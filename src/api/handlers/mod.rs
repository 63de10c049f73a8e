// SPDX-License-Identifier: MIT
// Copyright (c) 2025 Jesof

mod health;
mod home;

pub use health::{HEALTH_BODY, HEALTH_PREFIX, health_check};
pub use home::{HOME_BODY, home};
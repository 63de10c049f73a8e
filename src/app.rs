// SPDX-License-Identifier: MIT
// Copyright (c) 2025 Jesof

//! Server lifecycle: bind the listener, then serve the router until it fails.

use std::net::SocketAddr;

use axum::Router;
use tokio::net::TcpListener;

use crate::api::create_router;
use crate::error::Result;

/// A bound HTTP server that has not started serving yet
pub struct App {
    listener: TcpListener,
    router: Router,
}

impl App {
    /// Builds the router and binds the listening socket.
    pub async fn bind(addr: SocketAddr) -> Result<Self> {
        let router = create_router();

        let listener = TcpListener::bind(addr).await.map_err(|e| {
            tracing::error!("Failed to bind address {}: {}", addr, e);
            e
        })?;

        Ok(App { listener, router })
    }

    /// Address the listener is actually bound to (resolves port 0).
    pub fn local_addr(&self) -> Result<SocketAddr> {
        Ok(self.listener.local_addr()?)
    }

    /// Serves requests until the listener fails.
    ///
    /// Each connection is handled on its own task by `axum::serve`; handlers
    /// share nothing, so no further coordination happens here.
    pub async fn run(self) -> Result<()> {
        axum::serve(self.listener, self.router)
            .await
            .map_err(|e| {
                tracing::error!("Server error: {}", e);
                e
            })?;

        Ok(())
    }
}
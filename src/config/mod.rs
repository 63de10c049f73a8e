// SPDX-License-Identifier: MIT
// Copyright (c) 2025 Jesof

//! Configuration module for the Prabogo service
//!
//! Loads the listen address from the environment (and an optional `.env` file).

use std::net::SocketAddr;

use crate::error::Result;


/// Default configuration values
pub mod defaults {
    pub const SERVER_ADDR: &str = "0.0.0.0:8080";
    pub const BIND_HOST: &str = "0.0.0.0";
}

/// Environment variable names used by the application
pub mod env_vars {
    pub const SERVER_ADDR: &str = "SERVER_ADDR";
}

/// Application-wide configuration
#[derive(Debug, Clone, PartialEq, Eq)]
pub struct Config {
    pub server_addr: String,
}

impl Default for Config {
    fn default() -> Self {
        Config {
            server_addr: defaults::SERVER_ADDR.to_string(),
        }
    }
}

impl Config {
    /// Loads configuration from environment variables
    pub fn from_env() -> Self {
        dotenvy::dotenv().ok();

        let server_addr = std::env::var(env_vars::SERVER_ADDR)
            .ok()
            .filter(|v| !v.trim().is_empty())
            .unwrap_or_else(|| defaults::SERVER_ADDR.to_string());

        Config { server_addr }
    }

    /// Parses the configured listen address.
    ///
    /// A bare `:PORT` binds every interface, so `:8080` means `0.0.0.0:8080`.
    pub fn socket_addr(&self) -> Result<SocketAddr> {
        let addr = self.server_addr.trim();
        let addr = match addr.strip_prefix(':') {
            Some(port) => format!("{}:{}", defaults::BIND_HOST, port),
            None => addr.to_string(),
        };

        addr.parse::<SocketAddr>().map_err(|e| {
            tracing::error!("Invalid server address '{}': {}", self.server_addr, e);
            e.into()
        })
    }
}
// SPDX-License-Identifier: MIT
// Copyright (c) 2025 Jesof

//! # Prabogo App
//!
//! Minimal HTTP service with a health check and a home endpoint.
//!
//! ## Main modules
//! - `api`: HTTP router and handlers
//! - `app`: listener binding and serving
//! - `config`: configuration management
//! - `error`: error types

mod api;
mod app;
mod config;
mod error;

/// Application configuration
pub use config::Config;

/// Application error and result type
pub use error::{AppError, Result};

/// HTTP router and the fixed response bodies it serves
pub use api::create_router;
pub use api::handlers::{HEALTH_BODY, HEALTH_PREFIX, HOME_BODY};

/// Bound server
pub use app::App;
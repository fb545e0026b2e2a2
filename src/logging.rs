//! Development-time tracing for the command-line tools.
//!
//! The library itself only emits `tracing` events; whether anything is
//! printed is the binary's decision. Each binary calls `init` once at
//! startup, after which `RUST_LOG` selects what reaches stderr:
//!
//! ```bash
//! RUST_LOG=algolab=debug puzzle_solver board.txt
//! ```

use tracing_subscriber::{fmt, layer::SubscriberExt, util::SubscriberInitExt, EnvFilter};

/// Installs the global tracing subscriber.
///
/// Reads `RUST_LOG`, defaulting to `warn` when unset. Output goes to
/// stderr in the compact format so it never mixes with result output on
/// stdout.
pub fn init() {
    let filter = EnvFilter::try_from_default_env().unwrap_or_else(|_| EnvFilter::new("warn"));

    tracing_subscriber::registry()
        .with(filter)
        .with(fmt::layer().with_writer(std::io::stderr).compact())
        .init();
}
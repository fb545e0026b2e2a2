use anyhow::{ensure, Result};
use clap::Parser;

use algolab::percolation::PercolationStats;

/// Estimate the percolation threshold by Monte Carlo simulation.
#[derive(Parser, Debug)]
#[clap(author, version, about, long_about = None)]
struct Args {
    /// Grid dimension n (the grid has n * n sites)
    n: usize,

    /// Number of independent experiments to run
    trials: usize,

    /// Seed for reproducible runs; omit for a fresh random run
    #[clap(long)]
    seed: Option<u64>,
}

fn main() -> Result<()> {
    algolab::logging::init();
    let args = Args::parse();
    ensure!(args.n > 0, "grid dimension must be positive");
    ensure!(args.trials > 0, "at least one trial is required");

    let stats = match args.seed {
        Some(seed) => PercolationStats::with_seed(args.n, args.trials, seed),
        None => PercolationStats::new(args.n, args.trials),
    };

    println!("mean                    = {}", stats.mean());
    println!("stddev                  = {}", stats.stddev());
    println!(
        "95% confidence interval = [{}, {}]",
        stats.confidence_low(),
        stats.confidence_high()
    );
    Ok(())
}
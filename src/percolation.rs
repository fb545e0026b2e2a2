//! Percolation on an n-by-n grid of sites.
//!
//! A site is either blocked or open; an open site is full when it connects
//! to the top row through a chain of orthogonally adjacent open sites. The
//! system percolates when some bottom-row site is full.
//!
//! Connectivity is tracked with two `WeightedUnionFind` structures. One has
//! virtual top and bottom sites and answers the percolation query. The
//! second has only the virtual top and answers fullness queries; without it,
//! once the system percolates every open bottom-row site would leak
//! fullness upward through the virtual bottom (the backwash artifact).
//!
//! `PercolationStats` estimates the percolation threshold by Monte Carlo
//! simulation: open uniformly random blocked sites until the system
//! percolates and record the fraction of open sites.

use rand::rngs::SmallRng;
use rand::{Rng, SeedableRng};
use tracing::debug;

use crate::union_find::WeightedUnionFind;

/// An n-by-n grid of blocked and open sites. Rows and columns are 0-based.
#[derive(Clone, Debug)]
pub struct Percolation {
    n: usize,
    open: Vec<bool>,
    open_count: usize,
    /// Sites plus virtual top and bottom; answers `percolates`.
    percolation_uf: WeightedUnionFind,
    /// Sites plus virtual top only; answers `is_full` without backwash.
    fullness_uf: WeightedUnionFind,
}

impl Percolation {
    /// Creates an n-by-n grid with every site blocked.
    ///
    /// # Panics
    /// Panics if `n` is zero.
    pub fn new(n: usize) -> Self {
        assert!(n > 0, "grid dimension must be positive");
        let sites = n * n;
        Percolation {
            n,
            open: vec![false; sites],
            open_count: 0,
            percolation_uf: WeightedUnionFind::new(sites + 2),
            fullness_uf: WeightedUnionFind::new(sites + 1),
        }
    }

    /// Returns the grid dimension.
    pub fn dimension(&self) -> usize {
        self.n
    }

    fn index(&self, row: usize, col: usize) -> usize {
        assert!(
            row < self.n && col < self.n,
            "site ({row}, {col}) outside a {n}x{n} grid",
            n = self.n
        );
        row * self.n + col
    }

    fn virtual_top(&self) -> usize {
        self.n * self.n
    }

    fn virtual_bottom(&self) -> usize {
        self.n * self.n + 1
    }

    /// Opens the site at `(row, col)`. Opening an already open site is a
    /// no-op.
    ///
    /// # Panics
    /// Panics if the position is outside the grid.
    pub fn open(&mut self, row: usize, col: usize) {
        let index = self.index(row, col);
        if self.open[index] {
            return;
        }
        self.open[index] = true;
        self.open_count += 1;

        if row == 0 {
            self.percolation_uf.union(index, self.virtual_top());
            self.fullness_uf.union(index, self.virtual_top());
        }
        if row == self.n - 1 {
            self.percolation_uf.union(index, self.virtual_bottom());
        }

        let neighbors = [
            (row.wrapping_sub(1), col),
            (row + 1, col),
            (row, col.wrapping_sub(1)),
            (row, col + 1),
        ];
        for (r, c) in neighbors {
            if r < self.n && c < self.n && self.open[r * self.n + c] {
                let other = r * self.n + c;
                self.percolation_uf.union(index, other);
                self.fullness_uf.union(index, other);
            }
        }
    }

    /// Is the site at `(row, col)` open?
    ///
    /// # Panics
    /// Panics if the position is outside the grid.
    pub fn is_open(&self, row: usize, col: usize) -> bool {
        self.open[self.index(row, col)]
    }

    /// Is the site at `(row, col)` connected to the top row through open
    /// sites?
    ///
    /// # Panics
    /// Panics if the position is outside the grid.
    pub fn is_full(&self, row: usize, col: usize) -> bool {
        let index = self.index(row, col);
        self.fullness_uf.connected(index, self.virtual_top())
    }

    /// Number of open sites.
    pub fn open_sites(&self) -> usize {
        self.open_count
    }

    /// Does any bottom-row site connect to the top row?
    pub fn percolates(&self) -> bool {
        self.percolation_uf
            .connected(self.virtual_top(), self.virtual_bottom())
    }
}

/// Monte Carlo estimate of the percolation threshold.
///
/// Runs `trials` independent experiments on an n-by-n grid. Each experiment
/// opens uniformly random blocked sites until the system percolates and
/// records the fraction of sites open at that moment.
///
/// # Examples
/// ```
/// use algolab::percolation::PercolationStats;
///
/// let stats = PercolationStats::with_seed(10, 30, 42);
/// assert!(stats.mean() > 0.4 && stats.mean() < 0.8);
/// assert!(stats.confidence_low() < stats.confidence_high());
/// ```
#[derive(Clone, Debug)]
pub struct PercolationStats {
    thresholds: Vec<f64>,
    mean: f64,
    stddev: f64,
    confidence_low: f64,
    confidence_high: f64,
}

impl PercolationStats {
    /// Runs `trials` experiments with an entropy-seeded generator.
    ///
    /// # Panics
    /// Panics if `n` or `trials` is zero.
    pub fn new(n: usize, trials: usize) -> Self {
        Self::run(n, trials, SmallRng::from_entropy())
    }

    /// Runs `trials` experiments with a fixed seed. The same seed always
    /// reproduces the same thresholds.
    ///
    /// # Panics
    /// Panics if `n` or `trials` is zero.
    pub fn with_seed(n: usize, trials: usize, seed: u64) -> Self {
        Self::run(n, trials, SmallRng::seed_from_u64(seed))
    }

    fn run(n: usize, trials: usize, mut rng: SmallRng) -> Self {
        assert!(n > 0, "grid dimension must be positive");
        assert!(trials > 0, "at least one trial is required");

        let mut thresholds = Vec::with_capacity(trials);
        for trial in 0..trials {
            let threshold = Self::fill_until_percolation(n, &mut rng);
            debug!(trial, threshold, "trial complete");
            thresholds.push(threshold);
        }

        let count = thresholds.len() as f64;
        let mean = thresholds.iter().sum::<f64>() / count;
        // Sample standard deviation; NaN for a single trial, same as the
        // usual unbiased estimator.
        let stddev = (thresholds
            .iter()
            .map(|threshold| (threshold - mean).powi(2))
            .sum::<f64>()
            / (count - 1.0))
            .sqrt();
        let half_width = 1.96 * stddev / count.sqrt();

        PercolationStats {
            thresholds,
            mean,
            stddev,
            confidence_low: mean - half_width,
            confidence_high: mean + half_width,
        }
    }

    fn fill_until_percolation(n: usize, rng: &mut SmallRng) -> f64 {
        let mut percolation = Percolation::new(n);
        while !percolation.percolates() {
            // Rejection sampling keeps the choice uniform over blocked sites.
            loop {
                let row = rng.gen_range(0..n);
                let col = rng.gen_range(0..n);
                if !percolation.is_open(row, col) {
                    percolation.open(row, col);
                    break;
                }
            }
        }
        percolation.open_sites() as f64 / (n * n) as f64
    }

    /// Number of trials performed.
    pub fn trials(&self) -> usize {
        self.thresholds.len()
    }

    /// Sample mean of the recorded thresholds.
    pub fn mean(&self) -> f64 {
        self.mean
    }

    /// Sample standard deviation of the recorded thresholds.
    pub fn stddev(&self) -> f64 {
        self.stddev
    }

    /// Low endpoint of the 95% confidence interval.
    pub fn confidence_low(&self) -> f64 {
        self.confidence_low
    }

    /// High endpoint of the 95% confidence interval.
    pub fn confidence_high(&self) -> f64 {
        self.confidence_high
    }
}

Exercise:
Whenever a line of the data holds the string "EnvFilter", pick that line out.

Answer area:
use tracing_subscriber::{fmt, layer::SubscriberExt, util::SubscriberInitExt, EnvFilter};
    let filter = EnvFilter::try_from_default_env().unwrap_or_else(|_| EnvFilter::new("warn"));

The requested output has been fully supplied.